**Task requirements:**
Within the records below, reproduce without change the lines from the line that has "use std::net::SocketAddr;" through the line that has "tracing_subscriber::EnvFilter::try_from_default_env()", and only those.

**Material shown:**
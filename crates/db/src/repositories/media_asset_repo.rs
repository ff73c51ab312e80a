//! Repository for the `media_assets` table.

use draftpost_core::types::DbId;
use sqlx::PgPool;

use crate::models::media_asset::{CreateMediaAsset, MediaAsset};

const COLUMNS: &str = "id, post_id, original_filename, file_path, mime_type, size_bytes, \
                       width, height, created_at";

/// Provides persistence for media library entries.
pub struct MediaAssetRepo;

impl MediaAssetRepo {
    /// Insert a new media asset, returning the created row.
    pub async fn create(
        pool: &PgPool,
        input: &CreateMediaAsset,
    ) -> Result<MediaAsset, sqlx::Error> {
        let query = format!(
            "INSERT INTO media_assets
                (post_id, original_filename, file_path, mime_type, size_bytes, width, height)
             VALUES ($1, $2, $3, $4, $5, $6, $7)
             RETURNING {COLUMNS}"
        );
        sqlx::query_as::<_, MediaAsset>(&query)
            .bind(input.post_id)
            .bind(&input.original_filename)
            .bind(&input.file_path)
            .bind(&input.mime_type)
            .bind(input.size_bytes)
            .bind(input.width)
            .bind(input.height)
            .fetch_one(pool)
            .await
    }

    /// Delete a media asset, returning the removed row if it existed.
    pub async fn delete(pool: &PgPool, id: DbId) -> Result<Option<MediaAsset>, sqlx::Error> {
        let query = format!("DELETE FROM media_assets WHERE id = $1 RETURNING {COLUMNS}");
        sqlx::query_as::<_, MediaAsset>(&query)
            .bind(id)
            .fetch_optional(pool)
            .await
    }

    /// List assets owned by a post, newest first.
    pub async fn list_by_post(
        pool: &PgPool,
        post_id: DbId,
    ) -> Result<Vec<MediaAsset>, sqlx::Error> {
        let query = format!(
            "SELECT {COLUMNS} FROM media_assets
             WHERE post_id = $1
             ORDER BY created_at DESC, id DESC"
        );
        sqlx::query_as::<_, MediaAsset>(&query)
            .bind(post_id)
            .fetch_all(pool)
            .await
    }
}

...

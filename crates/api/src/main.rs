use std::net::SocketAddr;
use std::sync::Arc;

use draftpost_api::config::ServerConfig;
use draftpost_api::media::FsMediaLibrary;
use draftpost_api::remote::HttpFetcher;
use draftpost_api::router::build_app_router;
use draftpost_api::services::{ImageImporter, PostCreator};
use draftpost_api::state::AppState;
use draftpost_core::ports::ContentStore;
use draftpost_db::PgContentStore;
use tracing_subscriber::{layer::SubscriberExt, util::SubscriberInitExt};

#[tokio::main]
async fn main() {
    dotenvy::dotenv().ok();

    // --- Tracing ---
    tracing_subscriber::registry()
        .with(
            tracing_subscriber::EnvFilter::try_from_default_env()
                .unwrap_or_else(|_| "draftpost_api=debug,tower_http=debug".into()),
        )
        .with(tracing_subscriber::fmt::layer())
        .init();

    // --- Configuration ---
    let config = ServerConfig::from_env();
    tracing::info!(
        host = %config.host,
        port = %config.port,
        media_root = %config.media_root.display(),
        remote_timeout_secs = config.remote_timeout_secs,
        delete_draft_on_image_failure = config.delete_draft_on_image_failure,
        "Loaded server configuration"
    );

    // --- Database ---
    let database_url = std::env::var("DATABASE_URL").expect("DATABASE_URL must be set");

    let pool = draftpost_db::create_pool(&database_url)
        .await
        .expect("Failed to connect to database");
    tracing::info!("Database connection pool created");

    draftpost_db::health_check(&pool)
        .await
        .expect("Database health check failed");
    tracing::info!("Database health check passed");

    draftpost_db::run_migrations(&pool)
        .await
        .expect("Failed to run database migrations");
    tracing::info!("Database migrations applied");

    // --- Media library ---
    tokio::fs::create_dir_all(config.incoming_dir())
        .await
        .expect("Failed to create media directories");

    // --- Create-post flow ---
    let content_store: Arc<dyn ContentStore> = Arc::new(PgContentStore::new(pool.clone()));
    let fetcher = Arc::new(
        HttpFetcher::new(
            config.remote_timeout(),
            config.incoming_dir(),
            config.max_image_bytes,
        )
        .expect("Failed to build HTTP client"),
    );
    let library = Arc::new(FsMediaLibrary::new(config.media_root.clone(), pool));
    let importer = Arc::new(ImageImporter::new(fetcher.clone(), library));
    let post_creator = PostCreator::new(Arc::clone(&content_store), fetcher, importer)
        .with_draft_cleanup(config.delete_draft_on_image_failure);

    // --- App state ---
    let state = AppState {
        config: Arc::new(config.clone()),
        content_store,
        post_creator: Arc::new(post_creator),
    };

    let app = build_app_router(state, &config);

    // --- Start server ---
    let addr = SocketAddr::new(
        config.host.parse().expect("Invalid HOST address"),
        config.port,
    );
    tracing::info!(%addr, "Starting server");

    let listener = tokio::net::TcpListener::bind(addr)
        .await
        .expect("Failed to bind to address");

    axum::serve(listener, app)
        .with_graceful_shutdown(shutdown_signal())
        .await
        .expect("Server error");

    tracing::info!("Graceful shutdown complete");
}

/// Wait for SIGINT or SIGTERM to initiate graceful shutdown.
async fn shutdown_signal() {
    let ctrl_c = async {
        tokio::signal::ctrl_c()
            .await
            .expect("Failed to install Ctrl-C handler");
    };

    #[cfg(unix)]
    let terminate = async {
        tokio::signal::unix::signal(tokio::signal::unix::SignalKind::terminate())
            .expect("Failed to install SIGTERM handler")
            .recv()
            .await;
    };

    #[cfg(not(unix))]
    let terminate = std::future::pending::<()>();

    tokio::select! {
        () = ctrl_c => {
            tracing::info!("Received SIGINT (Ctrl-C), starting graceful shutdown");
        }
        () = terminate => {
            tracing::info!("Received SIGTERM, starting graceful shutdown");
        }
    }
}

**Solution for this exercise:**
use std::net::SocketAddr;
use std::sync::Arc;

use draftpost_api::config::ServerConfig;
use draftpost_api::media::FsMediaLibrary;
use draftpost_api::remote::HttpFetcher;
use draftpost_api::router::build_app_router;
use draftpost_api::services::{ImageImporter, PostCreator};
use draftpost_api::state::AppState;
use draftpost_core::ports::ContentStore;
use draftpost_db::PgContentStore;
use tracing_subscriber::{layer::SubscriberExt, util::SubscriberInitExt};

#[tokio::main]
async fn main() {
    dotenvy::dotenv().ok();

    // --- Tracing ---
    tracing_subscriber::registry()
        .with(
            tracing_subscriber::EnvFilter::try_from_default_env()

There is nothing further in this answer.